Safe Prescribing Requires Education, Partnership

By Jennie Chin Hansen, RN, MSN, FAAN
Aging Well
Vol. 5 No. 4 P. 34

Medication management for older people presents an extraordinary challenge for today’s healthcare professionals, patients, and families. Because we are living longer, many older adults live with several chronic conditions that are treated with multiple medications. In fact, people aged 65 and older are taking twice as many medications today as this same age group did in 1990.

Older adults often see several specialists who prescribe medications, a process that is not always well coordinated. This, combined with prescriptions being filled at multiple pharmacies, can make monitoring and managing medications and their interactions challenging for clinicians, patients, and families. As a result, older adults may end up taking combinations of medication that do not interact well with each other or even take unnecessary medications—all with potentially harmful yet often preventable consequences.

Adverse drug reactions and interactions are a major factor in delirium and falls and can lead to increased emergency department visits and hospital admissions. And with $7.2 billion in healthcare expenditures attributed to the use of potentially inappropriate medications (PIMs) in 2000-2001, we all pay a price—one that neither our healthcare system nor individuals and families can sustain.

Though the age demographic is shifting, education in the special healthcare needs of older adults is not keeping pace. Many health professions do not require training in the unique healthcare needs of older adults, such as managing multiple complex conditions and medications or changes in function or cognition. Geriatrics training includes these areas and also focuses on understanding and incorporating patients’ goals of care and working with patients and families as partners in healthcare decisions. To be active partners, the public needs to be better educated about older adult health and chronic disease and medication management.
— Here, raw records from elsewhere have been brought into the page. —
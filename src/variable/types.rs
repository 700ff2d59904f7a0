use serde::Deserialize;
use std::collections::HashMap;

use crate::http::{Headers, Method, RequestUrl};

/// 变量上下文（一个作用域），存储变量名到值的映射
#[derive(Debug, Clone, Default, PartialEq, Eq, Deserialize)]
#[serde(transparent)]
pub struct VariableContext {
    /// 变量映射表
    variables: HashMap<String, String>,
}

impl VariableContext {
    /// 创建新的空变量上下文
    pub fn new() -> Self {
        Self::default()
    }

    /// 插入变量，已存在则覆盖
    pub fn insert(&mut self, key: impl Into<String>, value: impl Into<String>) {
        self.variables.insert(key.into(), value.into());
    }

    /// 获取变量值
    pub fn get(&self, key: &str) -> Option<&str> {
        self.variables.get(key).map(|s| s.as_str())
    }

    /// 变量数量
    pub fn len(&self) -> usize {
        self.variables.len()
    }

    /// 是否为空
    pub fn is_empty(&self) -> bool {
        self.variables.is_empty()
    }
}

impl From<HashMap<String, String>> for VariableContext {
    fn from(variables: HashMap<String, String>) -> Self {
        Self { variables }
    }
}

/// 环境文件内容：环境名 -> 变量
///
/// ```json
/// {
///   "dev":  { "host": "http://localhost:8080" },
///   "prod": { "host": "https://api.example.com" }
/// }
/// ```
#[derive(Debug, Clone, Default, Deserialize)]
#[serde(transparent)]
pub struct VariableConfig {
    pub environments: HashMap<String, VariableContext>,
}

impl VariableConfig {
    /// 获取指定环境的变量
    pub fn get_environment(&self, env_name: &str) -> Option<&VariableContext> {
        self.environments.get(env_name)
    }

    /// 按名称排序的环境名列表
    pub fn environment_names(&self) -> Vec<String> {
        let mut names: Vec<_> = self.environments.keys().cloned().collect();
        names.sort();
        names
    }
}

/// 完成变量替换、可以直接发送的请求
///
/// 每次替换生成一份新的副本，不会写回 [`ParsedFile`](crate::parser::ParsedFile)。
#[derive(Debug, Clone, PartialEq)]
pub struct ResolvedRequest {
    pub name: String,
    pub method: Method,
    pub url: RequestUrl,
    pub headers: Headers,
    pub body: String,
    pub line_number: usize,
}

#[cfg(test)]
mod tests {
    use super::*;

    #[test]
    fn test_variable_context_basic() {
        let mut ctx = VariableContext::new();
        assert!(ctx.is_empty());

        ctx.insert("key", "value");
        assert_eq!(ctx.len(), 1);
        assert_eq!(ctx.get("key"), Some("value"));
        assert_eq!(ctx.get("missing"), None);

        ctx.insert("key", "other");
        assert_eq!(ctx.get("key"), Some("other"));
    }

    #[test]
    fn test_variable_config_parse() {
        let json = r#"
{
  "dev": {
    "base_url": "http://localhost:8080",
    "api_key": "dev-key"
  },
  "prod": {
    "base_url": "https://api.example.com"
  }
}
"#;

        let config: VariableConfig = serde_json::from_str(json).unwrap();
        assert_eq!(config.environment_names(), vec!["dev", "prod"]);

        let dev = config.get_environment("dev").unwrap();
        assert_eq!(dev.get("base_url"), Some("http://localhost:8080"));
        assert_eq!(dev.get("api_key"), Some("dev-key"));
        assert!(config.get_environment("staging").is_none());
    }

    #[test]
    fn test_variable_config_rejects_non_string_values() {
        let json = r#"{"dev": {"port": 8080}}"#;
        assert!(serde_json::from_str::<VariableConfig>(json).is_err());
    }
}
In April, the American Geriatrics Society (AGS) released “Updated Beers Criteria for Potentially Inappropriate Medication Use in Older Adults,” which identifies 53 medications and classes of medications that can be potentially problematic in different populations of older adults. Developed by a multidisciplinary panel of 11 experts from medicine, nursing, and pharmacy, the 2012 AGS Beers criteria include three categories of recommendations: medications to avoid in older adults regardless of diseases or conditions, medications considered potentially inappropriate when used in older adults with certain diseases or syndromes, and medications that should be used with caution. (The updated criteria and related professional and public education materials can be found at www.americangeriatrics.org.)

Despite numerous studies over the last two decades of PIM usage in long term care, outpatient, acute care, and community settings, many PIMs are still being used as first-line treatment for the most vulnerable, frail older adults. The AGS’ new version of the Beers criteria, created in 1991 by geriatrician Mark H. Beers, MD, is designed to assist clinicians in making informed prescribing choices for older adults, not to dictate or regulate prescribing practices.

A Beers criteria expert panel member, Michael Steinman, MD, an associate professor of medicine in the division of geriatrics at the University of California, San Francisco, summed it up well in a recent letter to The New York Times: “Few drugs are universally good or bad: the most important questions are whether the benefits of a given drug outweigh the risks, and whether there is a safer or more effective drug or non-drug alternative.”

It’s something for clinicians, patients, and families to be aware of and to communicate about openly.

— Jennie Chin Hansen, RN, MSN, FAAN, is CEO of the American Geriatrics Society.